**Brief:** Search the records below for the word "Deserialize". Pull out each line that has it.

**Records for this exercise:**
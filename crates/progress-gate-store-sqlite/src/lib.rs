// crates/progress-gate-store-sqlite/src/lib.rs
// ============================================================================
// Module: Progress Gate SQLite Store Library
// Description: Durable identity directory and record store backed by SQLite.
// Purpose: Provide the reference storage collaborator for Progress Gate.
// Dependencies: progress-gate-core, rusqlite, serde, serde_json, thiserror
// ============================================================================

//! ## Overview
//! This crate implements the storage collaborator side of Progress Gate: a
//! durable [`progress_gate_core::IdentityStore`], scope-predicate-filtered
//! listing, and execution of guarded mutations. The store trusts the
//! mutation guard as the sole writer-side gate and applies only record-level
//! data validation (score bounds) on top of it.
//!
//! Security posture: database contents are untrusted on load; lookups fail
//! closed on malformed rows.

// ============================================================================
// SECTION: Modules
// ============================================================================

pub mod store;

// ============================================================================
// SECTION: Re-Exports
// ============================================================================

pub use store::SqliteDirectory;
pub use store::SqliteDirectoryConfig;
pub use store::SqliteDirectoryError;
pub use store::SqliteDirectoryMode;
// crates/progress-gate-core/src/runtime/memory.rs
// ============================================================================
// Module: In-Memory Adapters
// Description: In-memory identity directory and recording decision sink.
// Purpose: Provide deterministic adapters for tests and embedded use.
// Dependencies: crate::core, crate::interfaces
// ============================================================================

//! ## Overview
//! The in-memory directory implements [`IdentityStore`] plus scope-filtered
//! listing over plain maps, mirroring what a relational backend does with
//! translated predicates. Clones share state, so a test can hold one handle
//! while the resolver holds another.
//!
//! The recording sink collects decision events for assertions.

// ============================================================================
// SECTION: Imports
// ============================================================================

use std::collections::BTreeMap;
use std::sync::Arc;
use std::sync::Mutex;

use crate::core::PrincipalId;
use crate::core::ProgressEntry;
use crate::core::School;
use crate::core::SchoolId;
use crate::core::ScopePredicate;
use crate::core::StudentProfile;
use crate::core::TeacherProfile;
use crate::interfaces::DecisionEvent;
use crate::interfaces::DecisionSink;
use crate::interfaces::DirectoryError;
use crate::interfaces::IdentityStore;

// ============================================================================
// SECTION: In-Memory Directory
// ============================================================================

/// Mutable interior of the in-memory directory.
#[derive(Debug, Default)]
struct DirectoryInner {
    /// Schools keyed by raw identifier.
    schools: BTreeMap<u64, School>,
    /// Teacher profiles keyed by profile identifier.
    teachers: BTreeMap<String, TeacherProfile>,
    /// Student profiles keyed by profile identifier.
    students: BTreeMap<String, StudentProfile>,
    /// Progress entries keyed by entry identifier.
    entries: BTreeMap<String, ProgressEntry>,
}

/// In-memory identity directory and record store.
///
/// # Invariants
/// - Clones share the same state.
/// - Listing applies scope predicates exactly as a backend must: clauses
///   combine with AND and unknown clauses admit nothing.
#[derive(Debug, Clone, Default)]
pub struct InMemoryDirectory {
    /// Shared directory state.
    inner: Arc<Mutex<DirectoryInner>>,
}

impl InMemoryDirectory {
    /// Creates an empty directory.
    #[must_use]
    pub fn new() -> Self {
        Self::default()
    }

    /// Locks the interior state, surfacing poisoning as a store error.
    fn lock(&self) -> Result<std::sync::MutexGuard<'_, DirectoryInner>, DirectoryError> {
        self.inner
            .lock()
            .map_err(|_| DirectoryError::Store("directory mutex poisoned".to_string()))
    }

    /// Inserts or replaces a school.
    ///
    /// # Errors
    ///
    /// Returns [`DirectoryError`] when the directory lock is poisoned.
    pub fn insert_school(&self, school: School) -> Result<(), DirectoryError> {
        self.lock()?.schools.insert(school.id.get(), school);
        Ok(())
    }

    /// Inserts or replaces a teacher profile.
    ///
    /// # Errors
    ///
    /// Returns [`DirectoryError`] when the directory lock is poisoned.
    pub fn insert_teacher(&self, profile: TeacherProfile) -> Result<(), DirectoryError> {
        self.lock()?.teachers.insert(profile.id.as_str().to_string(), profile);
        Ok(())
    }

    /// Inserts or replaces a student profile.
    ///
    /// # Errors
    ///
    /// Returns [`DirectoryError`] when the directory lock is poisoned.
    pub fn insert_student(&self, profile: StudentProfile) -> Result<(), DirectoryError> {
        self.lock()?.students.insert(profile.id.as_str().to_string(), profile);
        Ok(())
    }

    /// Inserts or replaces a progress entry.
    ///
    /// # Errors
    ///
    /// Returns [`DirectoryError`] when the directory lock is poisoned.
    pub fn insert_entry(&self, entry: ProgressEntry) -> Result<(), DirectoryError> {
        self.lock()?.entries.insert(entry.id.as_str().to_string(), entry);
        Ok(())
    }

    /// Lists teacher profiles admitted by the scope predicate.
    ///
    /// # Errors
    ///
    /// Returns [`DirectoryError`] when the directory lock is poisoned.
    pub fn list_teachers(
        &self,
        scope: &ScopePredicate,
    ) -> Result<Vec<TeacherProfile>, DirectoryError> {
        let inner = self.lock()?;
        Ok(inner
            .teachers
            .values()
            .filter(|teacher| scope.admits_teacher(teacher))
            .cloned()
            .collect())
    }

    /// Lists student profiles admitted by the scope predicate.
    ///
    /// # Errors
    ///
    /// Returns [`DirectoryError`] when the directory lock is poisoned.
    pub fn list_students(
        &self,
        scope: &ScopePredicate,
    ) -> Result<Vec<StudentProfile>, DirectoryError> {
        let inner = self.lock()?;
        Ok(inner
            .students
            .values()
            .filter(|student| scope.admits_student(student))
            .cloned()
            .collect())
    }

    /// Lists progress entries admitted by the scope predicate.
    ///
    /// Entries whose student profile is missing are not admitted: the
    /// join-scoped class clause cannot be evaluated for them, and admission
    /// fails closed.
    ///
    /// # Errors
    ///
    /// Returns [`DirectoryError`] when the directory lock is poisoned.
    pub fn list_entries(
        &self,
        scope: &ScopePredicate,
    ) -> Result<Vec<ProgressEntry>, DirectoryError> {
        let inner = self.lock()?;
        Ok(inner
            .entries
            .values()
            .filter(|entry| {
                inner
                    .students
                    .get(entry.student_id.as_str())
                    .is_some_and(|student| scope.admits_entry(entry, student))
            })
            .cloned()
            .collect())
    }
}

impl IdentityStore for InMemoryDirectory {
    fn teacher_by_principal(
        &self,
        principal_id: PrincipalId,
    ) -> Result<Option<TeacherProfile>, DirectoryError> {
        let inner = self.lock()?;
        Ok(inner
            .teachers
            .values()
            .find(|profile| profile.principal_id == principal_id)
            .cloned())
    }

    fn student_by_principal(
        &self,
        principal_id: PrincipalId,
    ) -> Result<Option<StudentProfile>, DirectoryError> {
        let inner = self.lock()?;
        Ok(inner
            .students
            .values()
            .find(|profile| profile.principal_id == principal_id)
            .cloned())
    }

    fn school_exists(&self, school_id: SchoolId) -> Result<bool, DirectoryError> {
        let inner = self.lock()?;
        Ok(inner.schools.contains_key(&school_id.get()))
    }
}

// ============================================================================
// SECTION: Recording Sink
// ============================================================================

/// Decision sink collecting events in memory.
///
/// # Invariants
/// - Clones share the same event buffer.
#[derive(Debug, Clone, Default)]
pub struct RecordingDecisionSink {
    /// Recorded events in evaluation order.
    events: Arc<Mutex<Vec<DecisionEvent>>>,
}

impl RecordingDecisionSink {
    /// Creates an empty recording sink.
    #[must_use]
    pub fn new() -> Self {
        Self::default()
    }

    /// Returns a snapshot of the recorded events.
    #[must_use]
    pub fn events(&self) -> Vec<DecisionEvent> {
        self.events.lock().map_or_else(|_| Vec::new(), |events| events.clone())
    }
}

impl DecisionSink for RecordingDecisionSink {
    fn record(&self, event: &DecisionEvent) {
        if let Ok(mut events) = self.events.lock() {
            events.push(event.clone());
        }
    }
}
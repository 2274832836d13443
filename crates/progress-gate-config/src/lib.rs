// crates/progress-gate-config/src/lib.rs
// ============================================================================
// Module: Progress Gate Config Library
// Description: Canonical configuration model, loading, and validation.
// Purpose: Configure the identity directory and service principals.
// Dependencies: progress-gate-core, progress-gate-store-sqlite, serde, thiserror, toml
// ============================================================================

//! ## Overview
//! Deployment configuration for Progress Gate: the identity directory
//! settings and the declarative service principals the analytics
//! collaborator exchanges for school-scoped read-only access. Loading is
//! strict and fail-closed: path, size, and encoding guards run before
//! parsing, unknown fields are rejected, and validation enforces explicit
//! limits with stable error strings.
//!
//! Security posture: configuration files are untrusted input.

// ============================================================================
// SECTION: Imports
// ============================================================================

use std::collections::BTreeSet;
use std::path::Path;

use progress_gate_core::Principal;
use progress_gate_core::PrincipalId;
use progress_gate_core::SchoolId;
use progress_gate_store_sqlite::SqliteDirectoryConfig;
use serde::Deserialize;
use thiserror::Error;

// ============================================================================
// SECTION: Constants
// ============================================================================

/// Default configuration file name.
pub const DEFAULT_CONFIG_PATH: &str = "progress-gate.toml";
/// Maximum configuration file size in bytes.
pub const MAX_CONFIG_BYTES: usize = 1_048_576;
/// Maximum total config path length.
const MAX_TOTAL_PATH_LENGTH: usize = 4096;
/// Maximum length of a single path component.
const MAX_PATH_COMPONENT_LENGTH: usize = 255;
/// Maximum number of declared service principals.
pub const MAX_SERVICE_PRINCIPALS: usize = 32;
/// Maximum length of a service principal name.
pub const MAX_SERVICE_NAME_LENGTH: usize = 64;
/// Maximum busy timeout accepted for the directory.
const MAX_BUSY_TIMEOUT_MS: u64 = 60_000;

// ============================================================================
// SECTION: Errors
// ============================================================================

/// Configuration errors.
///
/// # Invariants
/// - Display strings are stable; tests match on substrings.
#[derive(Debug, Error)]
pub enum ConfigError {
    /// Config file I/O failure.
    #[error("config io error: {0}")]
    Io(String),
    /// Config file failed parsing.
    #[error("config parse error: {0}")]
    Parse(String),
    /// Config failed a validation constraint.
    #[error("config invalid: {0}")]
    Invalid(String),
}

// ============================================================================
// SECTION: Model
// ============================================================================

/// Declarative service principal granted school-scoped read-only access.
///
/// # Invariants
/// - `principal_id` and `school_id` are non-zero after validation.
/// - Names are unique, lowercase ASCII, and bounded in length.
#[derive(Debug, Clone, PartialEq, Eq, Deserialize)]
#[serde(deny_unknown_fields)]
pub struct ServicePrincipalConfig {
    /// Stable service name presented by the collaborator.
    pub name: String,
    /// Reserved principal identifier for the service.
    pub principal_id: u64,
    /// School the service may read.
    pub school_id: u64,
}

/// Canonical Progress Gate configuration.
///
/// # Invariants
/// - `validate` must pass before the config is used.
#[derive(Debug, Clone, PartialEq, Eq, Deserialize, Default)]
#[serde(deny_unknown_fields)]
pub struct ProgressGateConfig {
    /// Identity directory settings.
    #[serde(default)]
    pub directory: SqliteDirectoryConfig,
    /// Declared service principals.
    #[serde(default)]
    pub service_principals: Vec<ServicePrincipalConfig>,
}

impl ProgressGateConfig {
    /// Loads configuration from the given path, or defaults.
    ///
    /// With an explicit path the file must exist. With `None`, a missing
    /// `progress-gate.toml` in the working directory yields the default
    /// configuration.
    ///
    /// # Errors
    ///
    /// Returns [`ConfigError`] when path guards fail, the file cannot be
    /// read, parsing fails, or validation rejects the content.
    pub fn load(path: Option<&Path>) -> Result<Self, ConfigError> {
        let (path, required) = match path {
            Some(path) => (path.to_path_buf(), true),
            None => (Path::new(DEFAULT_CONFIG_PATH).to_path_buf(), false),
        };
        validate_config_path(&path)?;
        if !path.exists() {
            if required {
                return Err(ConfigError::Io(format!(
                    "config file not found: {}",
                    path.to_string_lossy()
                )));
            }
            let config = Self::default();
            config.validate()?;
            return Ok(config);
        }
        let bytes = std::fs::read(&path).map_err(|err| ConfigError::Io(err.to_string()))?;
        if bytes.len() > MAX_CONFIG_BYTES {
            return Err(ConfigError::Invalid("config file exceeds size limit".to_string()));
        }
        let text = String::from_utf8(bytes)
            .map_err(|_| ConfigError::Invalid("config file is not valid UTF-8".to_string()))?;
        let config: Self =
            toml::from_str(&text).map_err(|err| ConfigError::Parse(err.to_string()))?;
        config.validate()?;
        Ok(config)
    }

    /// Validates every configuration constraint.
    ///
    /// # Errors
    ///
    /// Returns [`ConfigError::Invalid`] on the first violated constraint.
    pub fn validate(&self) -> Result<(), ConfigError> {
        if self.directory.path.as_os_str().is_empty() {
            return Err(ConfigError::Invalid("directory path must not be empty".to_string()));
        }
        if self.directory.busy_timeout_ms > MAX_BUSY_TIMEOUT_MS {
            return Err(ConfigError::Invalid(format!(
                "directory busy timeout exceeds limit: {} ms (max {MAX_BUSY_TIMEOUT_MS})",
                self.directory.busy_timeout_ms
            )));
        }
        if self.service_principals.len() > MAX_SERVICE_PRINCIPALS {
            return Err(ConfigError::Invalid(format!(
                "too many service principals: {} (max {MAX_SERVICE_PRINCIPALS})",
                self.service_principals.len()
            )));
        }
        let mut names = BTreeSet::new();
        let mut principal_ids = BTreeSet::new();
        for service in &self.service_principals {
            validate_service_name(&service.name)?;
            if service.principal_id == 0 {
                return Err(ConfigError::Invalid(format!(
                    "service principal id must be nonzero: {}",
                    service.name
                )));
            }
            if service.school_id == 0 {
                return Err(ConfigError::Invalid(format!(
                    "service school id must be nonzero: {}",
                    service.name
                )));
            }
            if !names.insert(service.name.as_str()) {
                return Err(ConfigError::Invalid(format!(
                    "duplicate service principal name: {}",
                    service.name
                )));
            }
            if !principal_ids.insert(service.principal_id) {
                return Err(ConfigError::Invalid(format!(
                    "duplicate service principal id: {}",
                    service.principal_id
                )));
            }
        }
        Ok(())
    }

    /// Exchanges a configured service name for a school-scoped principal.
    ///
    /// Returns `None` for unknown names or entries that fail identifier
    /// construction; callers must treat that as an authentication failure,
    /// never as anonymous access.
    #[must_use]
    pub fn service_principal(&self, name: &str) -> Option<Principal> {
        let service = self.service_principals.iter().find(|service| service.name == name)?;
        let principal_id = PrincipalId::from_raw(service.principal_id)?;
        let school_id = SchoolId::from_raw(service.school_id)?;
        Some(Principal::service(principal_id, school_id))
    }
}

// ============================================================================
// SECTION: Validation Helpers
// ============================================================================

/// Validates the config path before any read.
fn validate_config_path(path: &Path) -> Result<(), ConfigError> {
    let rendered = path.to_string_lossy();
    if rendered.len() > MAX_TOTAL_PATH_LENGTH {
        return Err(ConfigError::Invalid("config path exceeds max length".to_string()));
    }
    for component in path.components() {
        if component.as_os_str().to_string_lossy().len() > MAX_PATH_COMPONENT_LENGTH {
            return Err(ConfigError::Invalid("config path component too long".to_string()));
        }
    }
    Ok(())
}

/// Validates a service principal name.
fn validate_service_name(name: &str) -> Result<(), ConfigError> {
    if name.is_empty() {
        return Err(ConfigError::Invalid("service principal name must not be empty".to_string()));
    }
    if name.len() > MAX_SERVICE_NAME_LENGTH {
        return Err(ConfigError::Invalid(format!(
            "service principal name too long: {} chars (max {MAX_SERVICE_NAME_LENGTH})",
            name.len()
        )));
    }
    let valid = name
        .chars()
        .all(|ch| ch.is_ascii_lowercase() || ch.is_ascii_digit() || ch == '_' || ch == '-');
    if !valid {
        return Err(ConfigError::Invalid(format!(
            "service principal name has invalid characters: {name}"
        )));
    }
    Ok(())
}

**Solution:**
use serde::Deserialize;
#[derive(Debug, Clone, PartialEq, Eq, Deserialize)]
#[derive(Debug, Clone, PartialEq, Eq, Deserialize, Default)]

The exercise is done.